◆ **ACTION ITEM**
Each line below containing the word "secrecy" needs to be shown.

(Stored data entries)
◆ ◆ ◆ ◆ ◆
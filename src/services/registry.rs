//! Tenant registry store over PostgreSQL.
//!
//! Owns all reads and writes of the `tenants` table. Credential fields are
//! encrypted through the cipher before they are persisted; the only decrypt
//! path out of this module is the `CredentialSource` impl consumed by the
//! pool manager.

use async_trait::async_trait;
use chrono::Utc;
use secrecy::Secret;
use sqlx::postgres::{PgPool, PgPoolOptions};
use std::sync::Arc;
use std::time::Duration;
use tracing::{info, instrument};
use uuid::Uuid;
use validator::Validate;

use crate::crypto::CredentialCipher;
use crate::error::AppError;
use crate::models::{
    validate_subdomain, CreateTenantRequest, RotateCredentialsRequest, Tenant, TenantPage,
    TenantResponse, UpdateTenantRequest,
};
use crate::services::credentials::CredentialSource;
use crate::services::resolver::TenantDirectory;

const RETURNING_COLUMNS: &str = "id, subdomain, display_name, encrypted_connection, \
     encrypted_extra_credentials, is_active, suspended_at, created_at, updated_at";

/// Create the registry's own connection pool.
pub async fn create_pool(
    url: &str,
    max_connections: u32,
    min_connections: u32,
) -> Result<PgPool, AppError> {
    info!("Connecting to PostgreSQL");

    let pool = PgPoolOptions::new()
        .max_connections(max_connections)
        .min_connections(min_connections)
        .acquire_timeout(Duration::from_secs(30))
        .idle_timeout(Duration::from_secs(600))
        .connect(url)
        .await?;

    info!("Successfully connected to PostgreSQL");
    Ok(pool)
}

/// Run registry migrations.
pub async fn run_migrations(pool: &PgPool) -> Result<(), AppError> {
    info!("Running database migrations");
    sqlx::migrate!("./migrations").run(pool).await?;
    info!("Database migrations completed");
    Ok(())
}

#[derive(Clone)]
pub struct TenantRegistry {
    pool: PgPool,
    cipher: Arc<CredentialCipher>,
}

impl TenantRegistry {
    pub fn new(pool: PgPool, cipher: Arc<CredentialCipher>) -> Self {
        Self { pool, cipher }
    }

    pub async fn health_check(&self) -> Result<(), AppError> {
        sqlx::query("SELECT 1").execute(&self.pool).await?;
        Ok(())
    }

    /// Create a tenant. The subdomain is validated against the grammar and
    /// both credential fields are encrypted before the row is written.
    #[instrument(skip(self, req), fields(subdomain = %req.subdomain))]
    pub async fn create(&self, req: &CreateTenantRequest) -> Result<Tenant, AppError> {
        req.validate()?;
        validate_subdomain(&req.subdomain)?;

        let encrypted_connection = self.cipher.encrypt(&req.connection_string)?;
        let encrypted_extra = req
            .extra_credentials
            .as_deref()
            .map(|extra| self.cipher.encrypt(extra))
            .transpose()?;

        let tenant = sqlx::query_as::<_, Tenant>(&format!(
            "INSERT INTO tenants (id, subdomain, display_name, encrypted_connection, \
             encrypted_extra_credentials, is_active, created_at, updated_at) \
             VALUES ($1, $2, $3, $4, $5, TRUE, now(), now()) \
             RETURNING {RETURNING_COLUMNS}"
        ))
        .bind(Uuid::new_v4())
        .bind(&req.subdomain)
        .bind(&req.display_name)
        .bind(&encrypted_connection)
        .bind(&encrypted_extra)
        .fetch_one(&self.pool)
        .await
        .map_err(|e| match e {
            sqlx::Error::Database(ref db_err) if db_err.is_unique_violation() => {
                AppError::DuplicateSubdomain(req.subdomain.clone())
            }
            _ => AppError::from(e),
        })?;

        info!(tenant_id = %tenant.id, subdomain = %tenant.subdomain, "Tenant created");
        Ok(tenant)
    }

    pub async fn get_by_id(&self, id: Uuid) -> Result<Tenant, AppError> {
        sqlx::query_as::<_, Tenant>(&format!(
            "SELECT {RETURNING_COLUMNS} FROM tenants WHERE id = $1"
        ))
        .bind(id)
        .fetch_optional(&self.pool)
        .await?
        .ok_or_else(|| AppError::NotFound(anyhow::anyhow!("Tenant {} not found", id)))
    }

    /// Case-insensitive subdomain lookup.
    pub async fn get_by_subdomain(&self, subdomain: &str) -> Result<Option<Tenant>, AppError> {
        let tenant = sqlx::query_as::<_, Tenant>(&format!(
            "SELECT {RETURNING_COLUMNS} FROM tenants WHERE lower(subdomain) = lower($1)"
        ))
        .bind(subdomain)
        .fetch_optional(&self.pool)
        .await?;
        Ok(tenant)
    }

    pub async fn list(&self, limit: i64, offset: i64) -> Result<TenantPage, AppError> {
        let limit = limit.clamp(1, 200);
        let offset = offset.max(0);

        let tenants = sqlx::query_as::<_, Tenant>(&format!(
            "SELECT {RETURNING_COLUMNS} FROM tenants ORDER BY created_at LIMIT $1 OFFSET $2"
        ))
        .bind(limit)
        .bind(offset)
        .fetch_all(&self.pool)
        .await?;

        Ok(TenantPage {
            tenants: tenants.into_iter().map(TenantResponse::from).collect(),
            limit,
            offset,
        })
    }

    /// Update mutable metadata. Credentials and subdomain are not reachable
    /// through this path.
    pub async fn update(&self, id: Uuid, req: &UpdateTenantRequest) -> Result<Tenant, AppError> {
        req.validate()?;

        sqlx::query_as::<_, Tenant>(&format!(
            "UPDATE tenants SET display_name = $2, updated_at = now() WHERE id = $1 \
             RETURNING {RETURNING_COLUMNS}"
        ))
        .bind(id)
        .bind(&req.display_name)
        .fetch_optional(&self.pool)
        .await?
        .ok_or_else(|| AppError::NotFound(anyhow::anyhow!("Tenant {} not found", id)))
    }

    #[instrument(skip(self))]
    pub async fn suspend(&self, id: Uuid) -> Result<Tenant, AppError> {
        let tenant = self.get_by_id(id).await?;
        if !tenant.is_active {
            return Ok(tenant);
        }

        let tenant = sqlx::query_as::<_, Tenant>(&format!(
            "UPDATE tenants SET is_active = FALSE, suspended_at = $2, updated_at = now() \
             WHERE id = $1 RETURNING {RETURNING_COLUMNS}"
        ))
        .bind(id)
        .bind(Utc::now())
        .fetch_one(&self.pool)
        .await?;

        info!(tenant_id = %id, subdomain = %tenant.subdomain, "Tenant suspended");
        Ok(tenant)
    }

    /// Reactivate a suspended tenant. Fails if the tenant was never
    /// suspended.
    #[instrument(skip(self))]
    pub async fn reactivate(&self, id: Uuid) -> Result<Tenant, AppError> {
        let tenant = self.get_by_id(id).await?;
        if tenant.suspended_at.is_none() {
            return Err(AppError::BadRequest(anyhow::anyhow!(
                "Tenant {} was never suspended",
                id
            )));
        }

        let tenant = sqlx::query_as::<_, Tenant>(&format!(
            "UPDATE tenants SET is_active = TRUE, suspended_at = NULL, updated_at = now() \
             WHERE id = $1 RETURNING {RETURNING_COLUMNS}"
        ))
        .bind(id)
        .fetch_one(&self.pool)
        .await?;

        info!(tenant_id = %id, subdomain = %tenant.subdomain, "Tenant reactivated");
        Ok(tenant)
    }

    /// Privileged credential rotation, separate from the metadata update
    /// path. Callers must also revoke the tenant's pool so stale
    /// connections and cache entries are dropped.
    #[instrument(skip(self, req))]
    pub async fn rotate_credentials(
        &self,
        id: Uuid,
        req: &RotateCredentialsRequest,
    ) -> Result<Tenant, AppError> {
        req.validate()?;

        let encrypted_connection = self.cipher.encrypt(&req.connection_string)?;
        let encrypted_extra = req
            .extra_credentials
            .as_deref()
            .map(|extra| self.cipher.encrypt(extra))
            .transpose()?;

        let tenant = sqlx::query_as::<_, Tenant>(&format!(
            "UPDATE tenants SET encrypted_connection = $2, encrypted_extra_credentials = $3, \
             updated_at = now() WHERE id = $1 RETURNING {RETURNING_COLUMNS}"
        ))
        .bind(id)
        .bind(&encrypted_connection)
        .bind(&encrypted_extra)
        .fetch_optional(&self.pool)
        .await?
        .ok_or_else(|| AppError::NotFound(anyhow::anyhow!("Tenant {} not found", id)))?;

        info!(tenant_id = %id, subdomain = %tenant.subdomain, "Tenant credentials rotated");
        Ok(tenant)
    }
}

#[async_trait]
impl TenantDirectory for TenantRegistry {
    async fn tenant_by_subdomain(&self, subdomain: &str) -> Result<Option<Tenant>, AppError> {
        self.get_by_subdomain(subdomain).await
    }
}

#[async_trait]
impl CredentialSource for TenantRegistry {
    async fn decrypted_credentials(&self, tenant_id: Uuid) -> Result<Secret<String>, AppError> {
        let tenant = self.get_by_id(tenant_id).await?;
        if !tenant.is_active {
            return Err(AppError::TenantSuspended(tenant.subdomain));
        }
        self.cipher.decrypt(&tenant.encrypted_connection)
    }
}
◆ ◆ ◆ ◆ ◆
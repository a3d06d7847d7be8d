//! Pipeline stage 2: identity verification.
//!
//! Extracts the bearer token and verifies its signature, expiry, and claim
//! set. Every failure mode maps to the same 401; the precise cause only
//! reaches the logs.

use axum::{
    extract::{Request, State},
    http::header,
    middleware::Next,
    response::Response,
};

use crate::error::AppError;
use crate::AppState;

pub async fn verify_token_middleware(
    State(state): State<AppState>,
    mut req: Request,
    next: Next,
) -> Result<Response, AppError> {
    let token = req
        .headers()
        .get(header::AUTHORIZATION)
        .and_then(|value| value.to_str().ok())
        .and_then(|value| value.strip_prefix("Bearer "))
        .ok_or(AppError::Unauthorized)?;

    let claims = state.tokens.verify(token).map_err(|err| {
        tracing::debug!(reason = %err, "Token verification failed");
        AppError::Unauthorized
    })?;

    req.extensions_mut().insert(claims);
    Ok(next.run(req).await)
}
◆ ◆ ◆ ◆ ◆
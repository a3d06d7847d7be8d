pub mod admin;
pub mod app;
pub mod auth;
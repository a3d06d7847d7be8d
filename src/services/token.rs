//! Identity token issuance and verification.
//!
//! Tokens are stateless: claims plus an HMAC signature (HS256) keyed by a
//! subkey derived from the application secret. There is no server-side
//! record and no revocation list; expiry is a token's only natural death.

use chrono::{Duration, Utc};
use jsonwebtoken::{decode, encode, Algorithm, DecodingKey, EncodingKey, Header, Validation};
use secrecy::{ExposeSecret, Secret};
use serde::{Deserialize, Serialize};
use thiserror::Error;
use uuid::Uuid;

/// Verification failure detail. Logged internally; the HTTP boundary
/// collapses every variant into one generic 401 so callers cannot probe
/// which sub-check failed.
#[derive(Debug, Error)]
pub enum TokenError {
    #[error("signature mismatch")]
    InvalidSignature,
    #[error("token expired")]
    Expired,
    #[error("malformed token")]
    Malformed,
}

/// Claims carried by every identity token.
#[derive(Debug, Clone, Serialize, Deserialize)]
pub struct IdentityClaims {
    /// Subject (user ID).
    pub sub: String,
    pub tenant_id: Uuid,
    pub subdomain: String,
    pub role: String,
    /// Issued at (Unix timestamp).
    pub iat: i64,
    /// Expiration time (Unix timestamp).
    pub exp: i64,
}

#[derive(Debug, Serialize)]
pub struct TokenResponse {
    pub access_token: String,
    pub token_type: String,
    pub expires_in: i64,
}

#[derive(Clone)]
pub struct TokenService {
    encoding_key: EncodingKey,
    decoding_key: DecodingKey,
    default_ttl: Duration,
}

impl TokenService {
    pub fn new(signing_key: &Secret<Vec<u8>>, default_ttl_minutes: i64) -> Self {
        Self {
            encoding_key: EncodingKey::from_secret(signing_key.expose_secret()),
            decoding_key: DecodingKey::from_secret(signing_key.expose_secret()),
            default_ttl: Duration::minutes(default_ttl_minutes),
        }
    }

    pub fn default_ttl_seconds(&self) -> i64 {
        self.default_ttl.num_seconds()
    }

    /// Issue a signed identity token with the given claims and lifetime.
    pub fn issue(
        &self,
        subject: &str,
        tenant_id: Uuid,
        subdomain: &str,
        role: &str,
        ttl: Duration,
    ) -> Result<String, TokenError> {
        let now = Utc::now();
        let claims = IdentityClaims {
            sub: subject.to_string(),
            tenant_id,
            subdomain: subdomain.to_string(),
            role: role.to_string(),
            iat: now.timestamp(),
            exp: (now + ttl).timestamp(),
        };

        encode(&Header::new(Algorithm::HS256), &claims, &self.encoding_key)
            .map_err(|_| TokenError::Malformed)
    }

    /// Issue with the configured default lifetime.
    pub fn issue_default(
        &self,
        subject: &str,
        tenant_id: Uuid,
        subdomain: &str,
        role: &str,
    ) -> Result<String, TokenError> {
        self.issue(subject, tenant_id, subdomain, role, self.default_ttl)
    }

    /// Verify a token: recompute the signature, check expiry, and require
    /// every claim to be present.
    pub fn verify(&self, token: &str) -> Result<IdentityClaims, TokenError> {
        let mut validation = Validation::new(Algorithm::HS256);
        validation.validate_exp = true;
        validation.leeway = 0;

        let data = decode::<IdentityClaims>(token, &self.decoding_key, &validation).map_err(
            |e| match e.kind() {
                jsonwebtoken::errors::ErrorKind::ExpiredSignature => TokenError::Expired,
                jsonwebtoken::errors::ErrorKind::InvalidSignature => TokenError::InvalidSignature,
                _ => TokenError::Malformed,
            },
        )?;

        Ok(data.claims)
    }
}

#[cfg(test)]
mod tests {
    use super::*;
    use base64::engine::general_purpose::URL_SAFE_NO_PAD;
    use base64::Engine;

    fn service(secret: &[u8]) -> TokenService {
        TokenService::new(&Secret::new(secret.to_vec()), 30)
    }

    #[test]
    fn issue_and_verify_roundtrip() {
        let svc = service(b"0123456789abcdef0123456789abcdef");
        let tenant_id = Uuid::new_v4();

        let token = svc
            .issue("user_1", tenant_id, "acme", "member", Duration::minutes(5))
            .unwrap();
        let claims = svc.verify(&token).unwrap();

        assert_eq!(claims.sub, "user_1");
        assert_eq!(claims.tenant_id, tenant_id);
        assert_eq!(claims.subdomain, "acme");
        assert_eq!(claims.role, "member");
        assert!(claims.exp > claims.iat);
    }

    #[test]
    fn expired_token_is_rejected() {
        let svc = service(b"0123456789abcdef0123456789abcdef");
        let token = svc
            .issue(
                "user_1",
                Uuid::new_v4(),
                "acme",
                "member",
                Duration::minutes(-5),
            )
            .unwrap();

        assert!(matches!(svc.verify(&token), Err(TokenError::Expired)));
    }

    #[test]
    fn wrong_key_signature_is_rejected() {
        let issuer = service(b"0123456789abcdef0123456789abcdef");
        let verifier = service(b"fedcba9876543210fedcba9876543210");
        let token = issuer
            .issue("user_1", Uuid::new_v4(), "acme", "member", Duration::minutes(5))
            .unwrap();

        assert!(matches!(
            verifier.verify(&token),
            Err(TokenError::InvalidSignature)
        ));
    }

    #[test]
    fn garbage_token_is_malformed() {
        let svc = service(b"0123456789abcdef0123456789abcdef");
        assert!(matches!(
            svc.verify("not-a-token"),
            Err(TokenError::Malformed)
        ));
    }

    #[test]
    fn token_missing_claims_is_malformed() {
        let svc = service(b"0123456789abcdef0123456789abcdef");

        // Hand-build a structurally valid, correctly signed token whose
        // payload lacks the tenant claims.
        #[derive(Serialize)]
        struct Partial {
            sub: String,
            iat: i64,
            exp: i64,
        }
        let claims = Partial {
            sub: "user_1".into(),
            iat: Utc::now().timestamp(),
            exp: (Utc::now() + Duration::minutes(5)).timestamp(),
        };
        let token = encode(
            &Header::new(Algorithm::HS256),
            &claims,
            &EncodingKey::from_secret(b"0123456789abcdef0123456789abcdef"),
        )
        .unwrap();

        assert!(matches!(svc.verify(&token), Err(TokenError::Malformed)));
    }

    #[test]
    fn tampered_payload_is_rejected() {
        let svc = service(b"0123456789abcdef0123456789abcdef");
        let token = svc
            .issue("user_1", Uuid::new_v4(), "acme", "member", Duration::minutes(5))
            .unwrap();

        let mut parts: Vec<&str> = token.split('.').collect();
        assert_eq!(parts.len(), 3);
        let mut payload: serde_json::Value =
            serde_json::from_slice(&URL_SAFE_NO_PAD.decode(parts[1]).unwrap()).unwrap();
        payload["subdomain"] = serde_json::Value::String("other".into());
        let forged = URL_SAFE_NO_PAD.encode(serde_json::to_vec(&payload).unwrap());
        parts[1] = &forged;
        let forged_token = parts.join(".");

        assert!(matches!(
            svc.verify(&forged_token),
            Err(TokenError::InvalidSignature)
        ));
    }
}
◆ ◆ ◆ ◆ ◆
◆ **RESULT FOR THIS EXERCISE**
use secrecy::Secret;
use secrecy::{ExposeSecret, Secret};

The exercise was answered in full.